Instructions for the task: Go through the records and give each one again exactly.

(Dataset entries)
use chrono::{DateTime, Utc};
use serenity::all::{ChannelId, UserId};
use std::collections::HashMap;
use std::sync::Arc;
use tokio::sync::RwLock;

use crate::error::ticket::TicketError;
use crate::model::ticket::{Ticket, TicketNumber, TicketStatus};

#[derive(Default)]
struct TicketStoreState {
    tickets: HashMap<ChannelId, Ticket>,
    /// Channels of every stored ticket per creator, open or closed.
    by_creator: HashMap<UserId, Vec<ChannelId>>,
    /// Last display number handed out. Never decremented.
    last_number: u64,
}

/// Result of a claim attempt that did not conflict.
#[derive(Debug, Clone, PartialEq)]
pub enum ClaimOutcome {
    /// The ticket was unassigned and now belongs to the actor.
    Claimed(Ticket),
    /// The actor already owned the ticket; nothing changed.
    AlreadyYours(Ticket),
}

/// In-memory ticket store keyed by channel.
///
/// Clones share the same underlying state. Nothing is persisted, so a restart drops
/// every ticket and resets the display number counter.
#[derive(Clone, Default)]
pub struct TicketRepository {
    state: Arc<RwLock<TicketStoreState>>,
}

impl TicketRepository {
    pub fn new() -> Self {
        Self::default()
    }

    /// Allocates the next sequential display number.
    ///
    /// Numbers are handed out even if the ticket creation later fails, and are never
    /// reused after a ticket is deleted.
    pub async fn next_number(&self) -> TicketNumber {
        let mut state = self.state.write().await;
        state.last_number += 1;
        TicketNumber(state.last_number)
    }

    /// Inserts a ticket, replacing any record already stored for the same channel.
    pub async fn insert(&self, ticket: Ticket) {
        let mut state = self.state.write().await;

        let channels = state.by_creator.entry(ticket.creator_id).or_default();
        if !channels.contains(&ticket.channel_id) {
            channels.push(ticket.channel_id);
        }

        state.tickets.insert(ticket.channel_id, ticket);
    }

    pub async fn get(&self, channel_id: ChannelId) -> Option<Ticket> {
        self.state.read().await.tickets.get(&channel_id).cloned()
    }

    /// Finds an open ticket created by `creator_id`.
    pub async fn find_open_by_creator(&self, creator_id: UserId) -> Option<Ticket> {
        let state = self.state.read().await;

        state
            .by_creator
            .get(&creator_id)?
            .iter()
            .filter_map(|channel_id| state.tickets.get(channel_id))
            .find(|ticket| ticket.status == TicketStatus::Open)
            .cloned()
    }

    /// Assigns the ticket to `actor_id` unless somebody else already holds it.
    ///
    /// The read of the current assignee and the write happen under one lock, so two
    /// concurrent claims cannot both succeed.
    ///
    /// # Returns
    /// - `Ok(ClaimOutcome::Claimed)` - The ticket was unassigned and is now the actor's
    /// - `Ok(ClaimOutcome::AlreadyYours)` - The actor already held the ticket
    /// - `Err(TicketError::Conflict)` - Another member holds the ticket
    /// - `Err(TicketError::MissingRecord)` - No ticket for the channel
    /// - `Err(TicketError::NotTicketChannel)` - The ticket is closed
    pub async fn claim(
        &self,
        channel_id: ChannelId,
        actor_id: UserId,
    ) -> Result<ClaimOutcome, TicketError> {
        let mut state = self.state.write().await;
        let ticket = state
            .tickets
            .get_mut(&channel_id)
            .ok_or(TicketError::MissingRecord)?;

        if ticket.status != TicketStatus::Open {
            return Err(TicketError::NotTicketChannel);
        }

        match ticket.assigned_to {
            Some(assignee) if assignee == actor_id => {
                Ok(ClaimOutcome::AlreadyYours(ticket.clone()))
            }
            Some(assignee) => Err(TicketError::Conflict { assignee }),
            None => {
                ticket.assigned_to = Some(actor_id);
                Ok(ClaimOutcome::Claimed(ticket.clone()))
            }
        }
    }

    /// Moves the stored priority one step along the normal → high → low cycle.
    pub async fn cycle_priority(&self, channel_id: ChannelId) -> Result<Ticket, TicketError> {
        self.modify(channel_id, |ticket| {
            if ticket.status != TicketStatus::Open {
                return Err(TicketError::NotTicketChannel);
            }
            ticket.priority = ticket.priority.next();
            Ok(())
        })
        .await
    }

    /// Marks an open ticket as closed.
    ///
    /// # Returns
    /// - `Ok(Ticket)` - The updated ticket
    /// - `Err(TicketError::NotTicketChannel)` - The ticket was already closed
    /// - `Err(TicketError::MissingRecord)` - No ticket for the channel
    pub async fn close(
        &self,
        channel_id: ChannelId,
        closed_by: UserId,
        closed_at: DateTime<Utc>,
    ) -> Result<Ticket, TicketError> {
        self.modify(channel_id, |ticket| {
            if ticket.status != TicketStatus::Open {
                return Err(TicketError::NotTicketChannel);
            }
            ticket.status = TicketStatus::Closed;
            ticket.closed_by = Some(closed_by);
            ticket.closed_at = Some(closed_at);
            Ok(())
        })
        .await
    }

    /// Marks a closed ticket as open again, keeping its close history.
    pub async fn reopen(
        &self,
        channel_id: ChannelId,
        reopened_at: DateTime<Utc>,
    ) -> Result<Ticket, TicketError> {
        self.modify(channel_id, |ticket| {
            if ticket.status != TicketStatus::Closed {
                return Err(TicketError::NotTicketChannel);
            }
            ticket.status = TicketStatus::Open;
            ticket.reopened_at = Some(reopened_at);
            Ok(())
        })
        .await
    }

    /// Removes the ticket stored for `channel_id`, if any.
    pub async fn remove(&self, channel_id: ChannelId) -> Option<Ticket> {
        let mut state = self.state.write().await;
        let ticket = state.tickets.remove(&channel_id)?;

        if let Some(channels) = state.by_creator.get_mut(&ticket.creator_id) {
            channels.retain(|id| *id != channel_id);
            if channels.is_empty() {
                state.by_creator.remove(&ticket.creator_id);
            }
        }

        Some(ticket)
    }

    pub async fn len(&self) -> usize {
        self.state.read().await.tickets.len()
    }

    async fn modify<F>(&self, channel_id: ChannelId, f: F) -> Result<Ticket, TicketError>
    where
        F: FnOnce(&mut Ticket) -> Result<(), TicketError>,
    {
        let mut state = self.state.write().await;
        let ticket = state
            .tickets
            .get_mut(&channel_id)
            .ok_or(TicketError::MissingRecord)?;

        f(ticket)?;

        Ok(ticket.clone())
    }
}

Solution for this task:
use chrono::{DateTime, Utc};
use serenity::all::{ChannelId, UserId};
use std::collections::HashMap;
use std::sync::Arc;
use tokio::sync::RwLock;

use crate::error::ticket::TicketError;
use crate::model::ticket::{Ticket, TicketNumber, TicketStatus};

#[derive(Default)]
struct TicketStoreState {
    tickets: HashMap<ChannelId, Ticket>,
    /// Channels of every stored ticket per creator, open or closed.
    by_creator: HashMap<UserId, Vec<ChannelId>>,
    /// Last display number handed out. Never decremented.
    last_number: u64,
}

/// Result of a claim attempt that did not conflict.
#[derive(Debug, Clone, PartialEq)]
pub enum ClaimOutcome {
    /// The ticket was unassigned and now belongs to the actor.
    Claimed(Ticket),
    /// The actor already owned the ticket; nothing changed.
    AlreadyYours(Ticket),
}

/// In-memory ticket store keyed by channel.
///
/// Clones share the same underlying state. Nothing is persisted, so a restart drops
/// every ticket and resets the display number counter.
#[derive(Clone, Default)]
pub struct TicketRepository {
    state: Arc<RwLock<TicketStoreState>>,
}

impl TicketRepository {
    pub fn new() -> Self {
        Self::default()
    }

    /// Allocates the next sequential display number.
    ///
    /// Numbers are handed out even if the ticket creation later fails, and are never
    /// reused after a ticket is deleted.
    pub async fn next_number(&self) -> TicketNumber {
        let mut state = self.state.write().await;
        state.last_number += 1;
        TicketNumber(state.last_number)
    }

    /// Inserts a ticket, replacing any record already stored for the same channel.
    pub async fn insert(&self, ticket: Ticket) {
        let mut state = self.state.write().await;

        let channels = state.by_creator.entry(ticket.creator_id).or_default();
        if !channels.contains(&ticket.channel_id) {
            channels.push(ticket.channel_id);
        }

        state.tickets.insert(ticket.channel_id, ticket);
    }

    pub async fn get(&self, channel_id: ChannelId) -> Option<Ticket> {
        self.state.read().await.tickets.get(&channel_id).cloned()
    }

    /// Finds an open ticket created by `creator_id`.
    pub async fn find_open_by_creator(&self, creator_id: UserId) -> Option<Ticket> {
        let state = self.state.read().await;

        state
            .by_creator
            .get(&creator_id)?
            .iter()
            .filter_map(|channel_id| state.tickets.get(channel_id))
            .find(|ticket| ticket.status == TicketStatus::Open)
            .cloned()
    }

    /// Assigns the ticket to `actor_id` unless somebody else already holds it.
    ///
    /// The read of the current assignee and the write happen under one lock, so two
    /// concurrent claims cannot both succeed.
    ///
    /// # Returns
    /// - `Ok(ClaimOutcome::Claimed)` - The ticket was unassigned and is now the actor's
    /// - `Ok(ClaimOutcome::AlreadyYours)` - The actor already held the ticket
    /// - `Err(TicketError::Conflict)` - Another member holds the ticket
    /// - `Err(TicketError::MissingRecord)` - No ticket for the channel
    /// - `Err(TicketError::NotTicketChannel)` - The ticket is closed
    pub async fn claim(
        &self,
        channel_id: ChannelId,
        actor_id: UserId,
    ) -> Result<ClaimOutcome, TicketError> {
        let mut state = self.state.write().await;
        let ticket = state
            .tickets
            .get_mut(&channel_id)
            .ok_or(TicketError::MissingRecord)?;

        if ticket.status != TicketStatus::Open {
            return Err(TicketError::NotTicketChannel);
        }

        match ticket.assigned_to {
            Some(assignee) if assignee == actor_id => {
                Ok(ClaimOutcome::AlreadyYours(ticket.clone()))
            }
            Some(assignee) => Err(TicketError::Conflict { assignee }),
            None => {
                ticket.assigned_to = Some(actor_id);
                Ok(ClaimOutcome::Claimed(ticket.clone()))
            }
        }
    }

    /// Moves the stored priority one step along the normal → high → low cycle.
    pub async fn cycle_priority(&self, channel_id: ChannelId) -> Result<Ticket, TicketError> {
        self.modify(channel_id, |ticket| {
            if ticket.status != TicketStatus::Open {
                return Err(TicketError::NotTicketChannel);
            }
            ticket.priority = ticket.priority.next();
            Ok(())
        })
        .await
    }

    /// Marks an open ticket as closed.
    ///
    /// # Returns
    /// - `Ok(Ticket)` - The updated ticket
    /// - `Err(TicketError::NotTicketChannel)` - The ticket was already closed
    /// - `Err(TicketError::MissingRecord)` - No ticket for the channel
    pub async fn close(
        &self,
        channel_id: ChannelId,
        closed_by: UserId,
        closed_at: DateTime<Utc>,
    ) -> Result<Ticket, TicketError> {
        self.modify(channel_id, |ticket| {
            if ticket.status != TicketStatus::Open {
                return Err(TicketError::NotTicketChannel);
            }
            ticket.status = TicketStatus::Closed;
            ticket.closed_by = Some(closed_by);
            ticket.closed_at = Some(closed_at);
            Ok(())
        })
        .await
    }

    /// Marks a closed ticket as open again, keeping its close history.
    pub async fn reopen(
        &self,
        channel_id: ChannelId,
        reopened_at: DateTime<Utc>,
    ) -> Result<Ticket, TicketError> {
        self.modify(channel_id, |ticket| {
            if ticket.status != TicketStatus::Closed {
                return Err(TicketError::NotTicketChannel);
            }
            ticket.status = TicketStatus::Open;
            ticket.reopened_at = Some(reopened_at);
            Ok(())
        })
        .await
    }

    /// Removes the ticket stored for `channel_id`, if any.
    pub async fn remove(&self, channel_id: ChannelId) -> Option<Ticket> {
        let mut state = self.state.write().await;
        let ticket = state.tickets.remove(&channel_id)?;

        if let Some(channels) = state.by_creator.get_mut(&ticket.creator_id) {
            channels.retain(|id| *id != channel_id);
            if channels.is_empty() {
                state.by_creator.remove(&ticket.creator_id);
            }
        }

        Some(ticket)
    }

    pub async fn len(&self) -> usize {
        self.state.read().await.tickets.len()
    }

    async fn modify<F>(&self, channel_id: ChannelId, f: F) -> Result<Ticket, TicketError>
    where
        F: FnOnce(&mut Ticket) -> Result<(), TicketError>,
    {
        let mut state = self.state.write().await;
        let ticket = state
            .tickets
            .get_mut(&channel_id)
            .ok_or(TicketError::MissingRecord)?;

        f(ticket)?;

        Ok(ticket.clone())
    }
}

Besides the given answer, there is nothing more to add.